TASK ITEM: Only the number is requested. Tally the lines of the data that hold the string "rnvr".

[Records from a dataset]
──────────

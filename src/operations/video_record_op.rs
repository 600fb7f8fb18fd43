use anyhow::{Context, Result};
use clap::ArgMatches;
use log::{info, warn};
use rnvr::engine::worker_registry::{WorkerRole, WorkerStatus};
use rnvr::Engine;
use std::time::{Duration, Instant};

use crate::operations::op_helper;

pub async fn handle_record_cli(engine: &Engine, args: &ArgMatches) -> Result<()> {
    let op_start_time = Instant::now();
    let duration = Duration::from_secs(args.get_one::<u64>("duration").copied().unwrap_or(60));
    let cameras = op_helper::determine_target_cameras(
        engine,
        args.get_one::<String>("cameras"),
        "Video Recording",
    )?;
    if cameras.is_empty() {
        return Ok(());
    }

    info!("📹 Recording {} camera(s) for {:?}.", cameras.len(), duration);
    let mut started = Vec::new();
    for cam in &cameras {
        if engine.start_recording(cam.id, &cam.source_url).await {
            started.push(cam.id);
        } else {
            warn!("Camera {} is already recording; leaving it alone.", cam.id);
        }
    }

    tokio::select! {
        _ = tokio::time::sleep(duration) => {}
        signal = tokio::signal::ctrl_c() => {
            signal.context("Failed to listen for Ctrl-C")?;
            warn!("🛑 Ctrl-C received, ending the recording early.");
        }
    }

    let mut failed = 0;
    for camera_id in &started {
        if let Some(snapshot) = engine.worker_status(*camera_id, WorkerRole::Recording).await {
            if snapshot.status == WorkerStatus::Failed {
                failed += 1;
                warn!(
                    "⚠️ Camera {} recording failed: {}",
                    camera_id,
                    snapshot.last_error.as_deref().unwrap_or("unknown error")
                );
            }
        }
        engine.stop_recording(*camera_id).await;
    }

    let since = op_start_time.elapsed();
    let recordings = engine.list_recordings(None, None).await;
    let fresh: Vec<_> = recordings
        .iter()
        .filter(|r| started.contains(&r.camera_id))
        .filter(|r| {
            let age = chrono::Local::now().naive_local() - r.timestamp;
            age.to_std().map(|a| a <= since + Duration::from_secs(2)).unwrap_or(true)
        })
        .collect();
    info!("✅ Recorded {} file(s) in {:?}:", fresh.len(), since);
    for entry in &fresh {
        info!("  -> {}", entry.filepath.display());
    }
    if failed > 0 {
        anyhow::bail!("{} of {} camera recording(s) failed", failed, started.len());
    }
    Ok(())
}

──────────

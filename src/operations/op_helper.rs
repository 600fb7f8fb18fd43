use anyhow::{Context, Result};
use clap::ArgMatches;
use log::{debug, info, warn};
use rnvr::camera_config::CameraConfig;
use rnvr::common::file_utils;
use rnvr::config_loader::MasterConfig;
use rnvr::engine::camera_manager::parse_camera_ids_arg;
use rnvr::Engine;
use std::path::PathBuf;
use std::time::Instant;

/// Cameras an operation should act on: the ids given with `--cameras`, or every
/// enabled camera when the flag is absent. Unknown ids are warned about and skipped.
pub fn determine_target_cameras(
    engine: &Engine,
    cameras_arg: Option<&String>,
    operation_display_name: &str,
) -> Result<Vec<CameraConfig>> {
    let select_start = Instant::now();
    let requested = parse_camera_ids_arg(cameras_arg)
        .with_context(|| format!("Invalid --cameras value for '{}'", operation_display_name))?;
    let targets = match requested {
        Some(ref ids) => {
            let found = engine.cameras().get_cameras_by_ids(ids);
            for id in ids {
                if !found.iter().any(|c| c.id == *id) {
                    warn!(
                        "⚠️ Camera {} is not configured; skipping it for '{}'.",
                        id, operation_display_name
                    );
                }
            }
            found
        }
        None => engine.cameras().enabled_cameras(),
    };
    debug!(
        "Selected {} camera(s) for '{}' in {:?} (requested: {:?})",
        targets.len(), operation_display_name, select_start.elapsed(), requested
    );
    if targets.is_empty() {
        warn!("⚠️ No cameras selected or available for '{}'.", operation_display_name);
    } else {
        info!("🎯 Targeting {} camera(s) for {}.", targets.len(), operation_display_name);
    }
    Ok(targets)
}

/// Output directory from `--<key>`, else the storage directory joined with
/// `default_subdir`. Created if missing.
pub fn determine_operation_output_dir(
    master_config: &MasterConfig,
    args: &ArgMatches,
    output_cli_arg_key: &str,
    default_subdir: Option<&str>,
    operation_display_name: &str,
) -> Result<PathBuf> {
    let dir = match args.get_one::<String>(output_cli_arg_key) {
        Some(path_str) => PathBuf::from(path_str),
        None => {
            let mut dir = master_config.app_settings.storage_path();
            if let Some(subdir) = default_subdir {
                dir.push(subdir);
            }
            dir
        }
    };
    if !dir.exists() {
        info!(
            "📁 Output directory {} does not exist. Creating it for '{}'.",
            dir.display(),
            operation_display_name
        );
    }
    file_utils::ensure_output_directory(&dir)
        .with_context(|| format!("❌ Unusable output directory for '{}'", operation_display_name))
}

──────────

SOLUTION: 7